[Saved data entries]
════════════════════
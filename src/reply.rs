//! Pending-reply registry: apply loop → waiting RPC handler, keyed by log
//! index.
//!
//! A handler that proposed a command at index `i` parks on the slot for `i`;
//! when the apply loop reaches that index it publishes a [`ReplyRes`] into
//! the slot. Slots are single-value watch channels: publishing replaces
//! whatever a vanished handler from an earlier term left behind, and a
//! handler reads at most one value — checking the current value first, so a
//! result that was published before the handler registered is not missed.
//!
//! The registry is bounded: slots live in an LRU keyed by index, and an
//! evicted slot closes its channel. A handler still parked on an evicted
//! slot observes the close and reports leadership lost, which the client
//! handles by retrying.

use std::num::NonZeroUsize;

use lru::LruCache;
use tokio::sync::watch;
use tokio::time::{timeout, Duration};

use crate::command::Op;

/// Default bound on live reply slots. Far above any realistic number of
/// in-flight proposals for one replica.
pub const DEFAULT_SLOTS: usize = 1024;

/// What the apply loop reports for a committed command.
///
/// `in_op` is the op that actually committed at the index; a handler must
/// match it structurally against the op it proposed before trusting
/// `value`.
#[derive(Debug, Clone, Default, PartialEq)]
pub struct ReplyRes {
    pub value: String,
    pub in_op: Option<Op>,
    pub wrong_group: bool,
    pub in_transit: bool,
}

impl ReplyRes {
    /// The key's shard belongs to another group in the current config.
    pub fn wrong_group() -> Self {
        Self {
            wrong_group: true,
            ..Default::default()
        }
    }

    /// The shard is owned here but still migrating.
    pub fn in_transit() -> Self {
        Self {
            in_transit: true,
            ..Default::default()
        }
    }

    /// A client op applied (or was deduplicated); `value` is the key's
    /// current stored value.
    pub fn applied(value: String, op: Op) -> Self {
        Self {
            value,
            in_op: Some(op),
            wrong_group: false,
            in_transit: false,
        }
    }

    /// Outcome of a `DeleteShard` command: `in_transit` tells the peer to
    /// retry later.
    pub fn delete_done(in_transit: bool) -> Self {
        Self {
            in_transit,
            ..Default::default()
        }
    }
}

type Slot = watch::Sender<Option<ReplyRes>>;

/// Index-keyed registry of reply slots.
pub struct ReplyRegistry {
    slots: LruCache<u64, Slot>,
}

impl ReplyRegistry {
    pub fn new(capacity: usize) -> Self {
        Self {
            slots: LruCache::new(NonZeroUsize::new(capacity).unwrap()),
        }
    }

    /// Returns a receiver for the slot at `index`, creating the slot if it
    /// does not exist yet. Called by handlers after proposing, and usable
    /// any number of times for the same index.
    pub fn subscribe(&mut self, index: u64) -> watch::Receiver<Option<ReplyRes>> {
        self.ensure(index).subscribe()
    }

    /// Publishes the result for `index`, replacing any stale unread value.
    /// Called only by the apply loop.
    pub fn deliver(&mut self, index: u64, res: ReplyRes) {
        self.ensure(index).send_replace(Some(res));
    }

    /// Creates the slot for `index` if absent. The apply loop calls this for
    /// every committed command so the slot exists whether or not a handler
    /// ever shows up.
    pub fn ensure(&mut self, index: u64) -> &Slot {
        self.slots
            .get_or_insert(index, || watch::channel(None).0)
    }

    #[cfg(test)]
    fn len(&self) -> usize {
        self.slots.len()
    }
}

/// Waits for the result at a subscribed slot, up to `wait`.
///
/// Returns `None` on timeout or when the slot was evicted — both collapse
/// to "leadership lost" at the caller.
pub async fn await_reply(
    mut rx: watch::Receiver<Option<ReplyRes>>,
    wait: Duration,
) -> Option<ReplyRes> {
    // The apply loop may have published before we subscribed.
    if let Some(res) = rx.borrow().clone() {
        return Some(res);
    }
    match timeout(wait, rx.changed()).await {
        Ok(Ok(())) => rx.borrow().clone(),
        // Channel closed (slot evicted) or timer fired.
        Ok(Err(_)) | Err(_) => None,
    }
}

// ── Tests ─────────────────────────────────────────────────────────────────────
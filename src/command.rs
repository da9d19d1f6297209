//! Commands carried by the replicated log.
//!
//! Every mutation of apply-side state — client ops, config installs, shard
//! migration steps — is proposed as a [`Command`] and applied only after it
//! commits. The consensus module round-trips commands through serde, so all
//! variants derive `Serialize`/`Deserialize`.

use std::collections::HashMap;

use serde::{Deserialize, Serialize};

use crate::config::{ClientId, Config};

/// The kind of a client op.
#[derive(Debug, Clone, Copy, PartialEq, Eq, Serialize, Deserialize)]
pub enum OpKind {
    Get,
    Put,
    Append,
}

impl OpKind {
    /// Lowercase name used on the wire and in metric labels.
    pub fn as_str(&self) -> &'static str {
        match self {
            OpKind::Get => "get",
            OpKind::Put => "put",
            OpKind::Append => "append",
        }
    }
}

/// One client operation.
///
/// `PartialEq` is structural over all five fields: an RPC handler compares
/// the op that committed at its log index against the op it proposed, and
/// any mismatch means a different command won that slot.
#[derive(Debug, Clone, PartialEq, Serialize, Deserialize)]
pub struct Op {
    pub kind: OpKind,
    pub key: String,
    /// Empty for `Get`.
    pub value: String,
    pub client_id: ClientId,
    pub seq: i64,
}

/// Pull-map key: one outstanding migration of `shard` from the group that
/// held it at config `from_ver` into config `to_conf`.
#[derive(Debug, Clone, Copy, PartialEq, Eq, Hash, Serialize, Deserialize)]
pub struct ShardVer {
    pub shard: usize,
    pub from_ver: u64,
    pub to_conf: u64,
}

/// Pull-map value: where to fetch the shard from, and which direction the
/// obligation currently points.
///
/// `valid == true`: the shard must still be pulled from `servers`.
/// `valid == false`: the data is installed; the source group is still owed a
/// delete confirmation before the entry can be dropped.
#[derive(Debug, Clone, PartialEq, Serialize, Deserialize)]
pub struct PullSource {
    pub servers: Vec<String>,
    pub valid: bool,
}

/// A shard's contents as handed over by `PullShard`: the key/value map, the
/// dedup table that travels with it, and the responder's shard version.
#[derive(Debug, Clone, PartialEq, Serialize, Deserialize)]
pub struct PulledShard {
    pub kv: HashMap<String, String>,
    pub dedup: HashMap<ClientId, i64>,
    pub ver: u64,
}

/// The tagged union the log carries. The apply loop dispatches on variant.
#[derive(Debug, Clone, PartialEq, Serialize, Deserialize)]
pub enum Command {
    /// A client `Get`/`Put`/`Append`.
    Client(Op),
    /// Switch to the next config, creating pull obligations for newly owned
    /// shards.
    InstallConfig(Config),
    /// Install a pulled shard's data and flip its pull entry to delete-debt.
    InstallShard { sv: ShardVer, data: PulledShard },
    /// Drop a shard that has been handed off (proposed on the source group
    /// by a peer's delete request).
    DeleteShard { shard: usize, conf_num: u64 },
    /// Clear a settled pull-map entry after the peer confirmed deletion.
    RemovePull { sv: ShardVer },
}

impl Command {
    /// Variant name used as a metric label.
    pub fn kind(&self) -> &'static str {
        match self {
            Command::Client(_) => "client",
            Command::InstallConfig(_) => "install_config",
            Command::InstallShard { .. } => "install_shard",
            Command::DeleteShard { .. } => "delete_shard",
            Command::RemovePull { .. } => "remove_pull",
        }
    }
}

#[cfg(test)]
mod tests {
    use super::*;

    fn sample_op() -> Op {
        Op {
            kind: OpKind::Append,
            key: "a".to_string(),
            value: "x".to_string(),
            client_id: 17,
            seq: 3,
        }
    }

    #[test]
    fn op_equality_is_structural() {
        let op = sample_op();
        assert_eq!(op, op.clone());

        let mut other = op.clone();
        other.seq = 4;
        assert_ne!(op, other);

        let mut other = op.clone();
        other.value = "y".to_string();
        assert_ne!(op, other);
    }

    #[test]
    fn commands_roundtrip_through_json() {
        let commands = vec![
            Command::Client(sample_op()),
            Command::InstallConfig(Config::default()),
            Command::InstallShard {
                sv: ShardVer {
                    shard: 7,
                    from_ver: 1,
                    to_conf: 2,
                },
                data: PulledShard {
                    kv: [("a".to_string(), "x".to_string())].into_iter().collect(),
                    dedup: [(17i64, 3i64)].into_iter().collect(),
                    ver: 1,
                },
            },
            Command::DeleteShard {
                shard: 7,
                conf_num: 2,
            },
            Command::RemovePull {
                sv: ShardVer {
                    shard: 7,
                    from_ver: 1,
                    to_conf: 2,
                },
            },
        ];
        for cmd in commands {
            let bytes = serde_json::to_vec(&cmd).unwrap();
            let back: Command = serde_json::from_slice(&bytes).unwrap();
            assert_eq!(back, cmd);
        }
    }
}
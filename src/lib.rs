//! Replicated, sharded key/value service.
//!
//! A deployment has many replica groups, each sharing a consensus log, plus
//! an external shard controller that publishes numbered shard→group
//! assignments. This crate is one replica: the deterministic state machine
//! that applies the committed command stream into a sharded store, installs
//! new configs one at a time, migrates shard contents between groups, and
//! de-duplicates client requests — staying linearizable across leader
//! changes, crashes, and log compaction.
//!
//! Entry points:
//! - [`server::ShardKv`] — one replica, wired to a consensus module via the
//!   [`raft::Raft`] trait and its apply stream.
//! - [`client::Clerk`] — the client library.
//! - [`grpc::start_grpc_server`] — the wire surface for one replica.

pub mod client;
pub mod command;
pub mod config;
pub mod errors;
pub mod grpc;
pub mod metrics;
pub mod network;
pub mod node;
pub mod raft;
pub mod reply;
pub mod server;
pub mod store;

pub use client::Clerk;
pub use config::{Config, Ctrler, Gid, MemCtrler, NSHARDS};
pub use errors::KvError;
pub use server::ShardKv;
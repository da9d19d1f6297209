//! Prometheus metrics and the observability HTTP endpoint.
//!
//! Counters are incremented from the apply loop and the client-op path;
//! `start_metrics_server` exposes them at `GET /metrics` alongside a
//! `GET /health` JSON summary of the replica's apply-side state.

use std::net::SocketAddr;
use std::sync::Arc;

use hyper::service::{make_service_fn, service_fn};
use hyper::{Body, Request, Response, Server};
use prometheus::{Encoder, IntCounter, IntCounterVec, IntGauge, Opts, TextEncoder};
use tracing::{error, info};

use crate::server::ShardKv;

const NAMESPACE: &str = "shardkv";

lazy_static::lazy_static! {
    /// Client ops by kind and outcome (outcome is "ok" or a KvError label).
    pub static ref CLIENT_OPS_TOTAL: IntCounterVec =
        IntCounterVec::new(
            Opts::new("client_ops_total", "Client operations by kind and outcome")
                .namespace(NAMESPACE),
            &["op", "result"]
        ).unwrap();

    /// Committed commands applied, by command kind.
    pub static ref APPLIED_COMMANDS_TOTAL: IntCounterVec =
        IntCounterVec::new(
            Opts::new("applied_commands_total", "Committed log commands applied, by kind")
                .namespace(NAMESPACE),
            &["kind"]
        ).unwrap();

    /// Shards installed from a peer group.
    pub static ref SHARD_PULLS_TOTAL: IntCounter =
        IntCounter::with_opts(
            Opts::new("shard_pulls_total", "Shards installed from peer groups")
                .namespace(NAMESPACE)
        ).unwrap();

    /// Handed-off shards cleared after the new owner confirmed.
    pub static ref SHARD_DELETES_TOTAL: IntCounter =
        IntCounter::with_opts(
            Opts::new("shard_deletes_total", "Handed-off shards cleared locally")
                .namespace(NAMESPACE)
        ).unwrap();

    /// Snapshots handed to the consensus module.
    pub static ref SNAPSHOTS_TOTAL: IntCounter =
        IntCounter::with_opts(
            Opts::new("snapshots_total", "Snapshots handed to the consensus module")
                .namespace(NAMESPACE)
        ).unwrap();

    /// Currently installed config number.
    pub static ref CONFIG_NUM: IntGauge =
        IntGauge::with_opts(
            Opts::new("config_num", "Currently installed configuration number")
                .namespace(NAMESPACE)
        ).unwrap();
}

/// Registers all metrics with the default Prometheus registry.
pub fn register_metrics() -> Result<(), Box<dyn std::error::Error + Send + Sync>> {
    let registry = prometheus::default_registry();
    registry.register(Box::new(CLIENT_OPS_TOTAL.clone()))?;
    registry.register(Box::new(APPLIED_COMMANDS_TOTAL.clone()))?;
    registry.register(Box::new(SHARD_PULLS_TOTAL.clone()))?;
    registry.register(Box::new(SHARD_DELETES_TOTAL.clone()))?;
    registry.register(Box::new(SNAPSHOTS_TOTAL.clone()))?;
    registry.register(Box::new(CONFIG_NUM.clone()))?;
    Ok(())
}

/// JSON body returned by `GET /health`.
#[derive(Debug, serde::Serialize)]
struct HealthResponse {
    gid: u64,
    config_num: u64,
    raft_index: u64,
    pending_pulls: usize,
}

async fn handler(req: Request<Body>, kv: Arc<ShardKv>) -> Result<Response<Body>, hyper::Error> {
    match req.uri().path() {
        "/metrics" => {
            let encoder = TextEncoder::new();
            let families = prometheus::default_registry().gather();
            let mut buffer = Vec::new();
            if let Err(e) = encoder.encode(&families, &mut buffer) {
                error!(error = %e, "metrics encode failed");
            }
            Ok(Response::builder()
                .status(200)
                .header("Content-Type", encoder.format_type())
                .body(Body::from(buffer))
                .unwrap())
        }
        "/health" => {
            let status = kv.status();
            let health = HealthResponse {
                gid: status.gid,
                config_num: status.config_num,
                raft_index: status.raft_index,
                pending_pulls: status.pending_pulls,
            };
            let body = serde_json::to_string(&health).unwrap_or_else(|_| "{}".to_string());
            Ok(Response::builder()
                .status(200)
                .header("Content-Type", "application/json")
                .body(Body::from(body))
                .unwrap())
        }
        _ => Ok(Response::builder()
            .status(404)
            .body(Body::from("not found"))
            .unwrap()),
    }
}

/// Starts the metrics/health HTTP server. Runs until the process exits;
/// spawn it in a background task.
pub async fn start_metrics_server(bind_addr: String, kv: Arc<ShardKv>) {
    let addr: SocketAddr = match bind_addr.parse() {
        Ok(addr) => addr,
        Err(e) => {
            error!(addr = %bind_addr, error = %e, "invalid metrics bind address");
            return;
        }
    };

    let make_svc = make_service_fn(move |_conn| {
        let kv = kv.clone();
        async move {
            Ok::<_, hyper::Error>(service_fn(move |req| {
                let kv = kv.clone();
                async move { handler(req, kv).await }
            }))
        }
    });

    info!(addr = %addr, "metrics endpoint started — GET /metrics, GET /health");

    if let Err(e) = Server::bind(&addr).serve(make_svc).await {
        error!(error = %e, "metrics server error");
    }
}

// ── Tests ─────────────────────────────────────────────────────────────────────
fn main() -> Result<(), Box<dyn std::error::Error>> {
    println!("cargo:rerun-if-changed=proto/shardkv.proto");

    // Use protox (pure-Rust protobuf compiler) so no system `protoc` is needed.
    let fds = protox::compile(["proto/shardkv.proto"], ["proto/"])?;

    tonic_build::configure()
        .build_client(true)
        .build_server(true)
        .compile_fds(fds)?;

    Ok(())
}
════════════════════
The task: Return the span of lines in the data above that opens at the line with "on an evicted" and closes at the line with "current stored value.", exactly, ends included, nothing else.

Result:
//! evicted slot closes its channel. A handler still parked on an evicted
//! slot observes the close and reports leadership lost, which the client
//! handles by retrying.

use std::num::NonZeroUsize;

use lru::LruCache;
use tokio::sync::watch;
use tokio::time::{timeout, Duration};

use crate::command::Op;

/// Default bound on live reply slots. Far above any realistic number of
/// in-flight proposals for one replica.
pub const DEFAULT_SLOTS: usize = 1024;

/// What the apply loop reports for a committed command.
///
/// `in_op` is the op that actually committed at the index; a handler must
/// match it structurally against the op it proposed before trusting
/// `value`.
#[derive(Debug, Clone, Default, PartialEq)]
pub struct ReplyRes {
    pub value: String,
    pub in_op: Option<Op>,
    pub wrong_group: bool,
    pub in_transit: bool,
}

impl ReplyRes {
    /// The key's shard belongs to another group in the current config.
    pub fn wrong_group() -> Self {
        Self {
            wrong_group: true,
            ..Default::default()
        }
    }

    /// The shard is owned here but still migrating.
    pub fn in_transit() -> Self {
        Self {
            in_transit: true,
            ..Default::default()
        }
    }

    /// A client op applied (or was deduplicated); `value` is the key's
    /// current stored value.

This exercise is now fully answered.